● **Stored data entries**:
|---|

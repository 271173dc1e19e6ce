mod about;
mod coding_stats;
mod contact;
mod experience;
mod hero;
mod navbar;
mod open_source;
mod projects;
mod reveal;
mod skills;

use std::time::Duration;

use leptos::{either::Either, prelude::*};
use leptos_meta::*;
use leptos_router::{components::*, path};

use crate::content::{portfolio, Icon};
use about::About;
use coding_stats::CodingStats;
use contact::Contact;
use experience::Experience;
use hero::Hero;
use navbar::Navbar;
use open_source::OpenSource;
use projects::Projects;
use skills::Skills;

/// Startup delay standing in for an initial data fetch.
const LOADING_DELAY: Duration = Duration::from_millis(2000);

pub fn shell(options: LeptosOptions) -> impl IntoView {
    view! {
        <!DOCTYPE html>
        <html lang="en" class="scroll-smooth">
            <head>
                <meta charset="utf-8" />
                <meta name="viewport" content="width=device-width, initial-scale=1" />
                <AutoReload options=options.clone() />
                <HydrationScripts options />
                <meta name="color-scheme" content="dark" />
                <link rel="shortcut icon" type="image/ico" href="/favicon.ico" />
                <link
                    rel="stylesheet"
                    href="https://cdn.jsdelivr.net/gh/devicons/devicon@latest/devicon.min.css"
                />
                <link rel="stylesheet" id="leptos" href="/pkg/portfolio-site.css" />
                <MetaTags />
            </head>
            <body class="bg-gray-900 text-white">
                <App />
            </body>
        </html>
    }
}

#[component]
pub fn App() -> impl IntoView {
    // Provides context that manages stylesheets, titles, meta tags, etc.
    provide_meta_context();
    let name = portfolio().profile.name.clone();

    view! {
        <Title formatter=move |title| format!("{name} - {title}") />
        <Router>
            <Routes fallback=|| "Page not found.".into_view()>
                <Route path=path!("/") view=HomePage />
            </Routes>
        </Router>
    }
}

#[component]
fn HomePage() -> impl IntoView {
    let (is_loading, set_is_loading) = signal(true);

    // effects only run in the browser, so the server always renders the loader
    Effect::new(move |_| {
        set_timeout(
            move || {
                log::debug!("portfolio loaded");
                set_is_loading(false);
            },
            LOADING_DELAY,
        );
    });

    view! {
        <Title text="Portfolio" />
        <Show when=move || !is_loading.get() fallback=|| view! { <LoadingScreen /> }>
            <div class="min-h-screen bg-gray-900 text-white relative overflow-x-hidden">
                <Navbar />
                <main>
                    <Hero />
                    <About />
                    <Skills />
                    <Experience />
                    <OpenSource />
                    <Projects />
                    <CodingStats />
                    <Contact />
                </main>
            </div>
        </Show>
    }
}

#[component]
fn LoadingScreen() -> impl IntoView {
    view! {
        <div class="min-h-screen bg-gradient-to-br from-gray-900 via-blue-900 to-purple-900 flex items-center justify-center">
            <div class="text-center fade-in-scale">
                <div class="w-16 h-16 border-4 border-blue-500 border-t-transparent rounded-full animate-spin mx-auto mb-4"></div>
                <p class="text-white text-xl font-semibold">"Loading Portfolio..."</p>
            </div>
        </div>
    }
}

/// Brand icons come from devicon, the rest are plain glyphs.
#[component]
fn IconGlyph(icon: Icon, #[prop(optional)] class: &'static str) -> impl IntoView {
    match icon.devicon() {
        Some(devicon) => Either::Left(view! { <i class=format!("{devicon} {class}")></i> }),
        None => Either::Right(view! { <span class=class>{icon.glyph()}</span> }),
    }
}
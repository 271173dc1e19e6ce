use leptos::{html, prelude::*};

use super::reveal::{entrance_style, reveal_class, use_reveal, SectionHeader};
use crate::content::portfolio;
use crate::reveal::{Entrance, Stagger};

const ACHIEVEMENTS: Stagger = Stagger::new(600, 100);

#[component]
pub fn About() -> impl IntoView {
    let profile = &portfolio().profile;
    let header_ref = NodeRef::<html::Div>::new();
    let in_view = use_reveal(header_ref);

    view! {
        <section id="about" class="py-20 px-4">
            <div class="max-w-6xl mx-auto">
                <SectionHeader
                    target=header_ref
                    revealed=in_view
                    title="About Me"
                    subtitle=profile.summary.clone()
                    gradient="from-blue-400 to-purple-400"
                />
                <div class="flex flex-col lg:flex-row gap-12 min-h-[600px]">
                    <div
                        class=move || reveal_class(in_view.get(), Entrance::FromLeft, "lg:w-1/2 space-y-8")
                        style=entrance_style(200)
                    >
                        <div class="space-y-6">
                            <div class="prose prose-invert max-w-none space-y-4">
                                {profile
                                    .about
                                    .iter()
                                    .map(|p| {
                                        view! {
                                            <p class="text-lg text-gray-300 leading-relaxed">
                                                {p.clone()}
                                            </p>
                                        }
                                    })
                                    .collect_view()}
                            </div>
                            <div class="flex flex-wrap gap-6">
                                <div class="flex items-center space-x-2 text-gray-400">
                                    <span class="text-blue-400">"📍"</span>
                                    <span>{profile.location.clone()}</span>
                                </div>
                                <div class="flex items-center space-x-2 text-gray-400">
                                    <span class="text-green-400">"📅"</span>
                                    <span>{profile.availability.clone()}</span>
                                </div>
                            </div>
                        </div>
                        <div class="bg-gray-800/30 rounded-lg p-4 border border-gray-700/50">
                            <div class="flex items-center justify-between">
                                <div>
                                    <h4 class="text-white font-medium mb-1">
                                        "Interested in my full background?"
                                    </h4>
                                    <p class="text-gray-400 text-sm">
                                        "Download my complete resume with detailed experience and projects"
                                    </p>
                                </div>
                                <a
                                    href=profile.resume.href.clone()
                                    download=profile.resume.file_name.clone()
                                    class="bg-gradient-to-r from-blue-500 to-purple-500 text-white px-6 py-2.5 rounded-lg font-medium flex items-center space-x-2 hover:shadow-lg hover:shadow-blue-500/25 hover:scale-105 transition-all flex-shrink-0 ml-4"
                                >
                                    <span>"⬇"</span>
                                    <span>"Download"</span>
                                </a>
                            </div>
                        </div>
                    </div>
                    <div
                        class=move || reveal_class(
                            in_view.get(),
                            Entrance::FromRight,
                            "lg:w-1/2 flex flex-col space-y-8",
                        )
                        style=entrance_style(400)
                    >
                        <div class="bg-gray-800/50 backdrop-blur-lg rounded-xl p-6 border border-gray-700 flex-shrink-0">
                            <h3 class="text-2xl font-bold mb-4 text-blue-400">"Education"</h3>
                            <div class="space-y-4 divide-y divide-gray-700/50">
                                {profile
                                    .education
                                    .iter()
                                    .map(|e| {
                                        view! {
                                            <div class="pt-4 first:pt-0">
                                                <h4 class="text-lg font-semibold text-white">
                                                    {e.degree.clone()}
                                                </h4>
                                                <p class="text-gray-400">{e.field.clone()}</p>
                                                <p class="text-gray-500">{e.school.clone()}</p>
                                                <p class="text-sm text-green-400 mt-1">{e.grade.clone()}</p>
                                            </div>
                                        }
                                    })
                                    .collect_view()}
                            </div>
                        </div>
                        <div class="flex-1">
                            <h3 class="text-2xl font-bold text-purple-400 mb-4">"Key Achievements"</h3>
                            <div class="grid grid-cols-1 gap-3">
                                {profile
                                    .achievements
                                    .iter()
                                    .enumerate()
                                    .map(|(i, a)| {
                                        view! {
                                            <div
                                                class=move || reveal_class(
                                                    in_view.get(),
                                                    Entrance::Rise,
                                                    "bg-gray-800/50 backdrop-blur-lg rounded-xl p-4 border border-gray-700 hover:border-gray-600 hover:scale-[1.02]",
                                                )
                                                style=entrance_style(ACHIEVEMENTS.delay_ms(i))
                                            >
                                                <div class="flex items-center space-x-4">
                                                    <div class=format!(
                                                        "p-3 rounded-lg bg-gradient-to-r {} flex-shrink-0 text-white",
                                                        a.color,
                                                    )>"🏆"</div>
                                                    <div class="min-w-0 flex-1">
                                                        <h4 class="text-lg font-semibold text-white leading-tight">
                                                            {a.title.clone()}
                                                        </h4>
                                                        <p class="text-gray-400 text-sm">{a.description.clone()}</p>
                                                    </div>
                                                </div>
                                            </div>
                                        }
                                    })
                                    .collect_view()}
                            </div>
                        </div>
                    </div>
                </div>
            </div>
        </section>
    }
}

|---|

● **EXERCISE DESCRIPTION**: Filter the entries above and keep only the lines with the word "prelude".

● **WRITTEN SOLUTION**:
use leptos::{either::Either, prelude::*};
use leptos::{html, prelude::*};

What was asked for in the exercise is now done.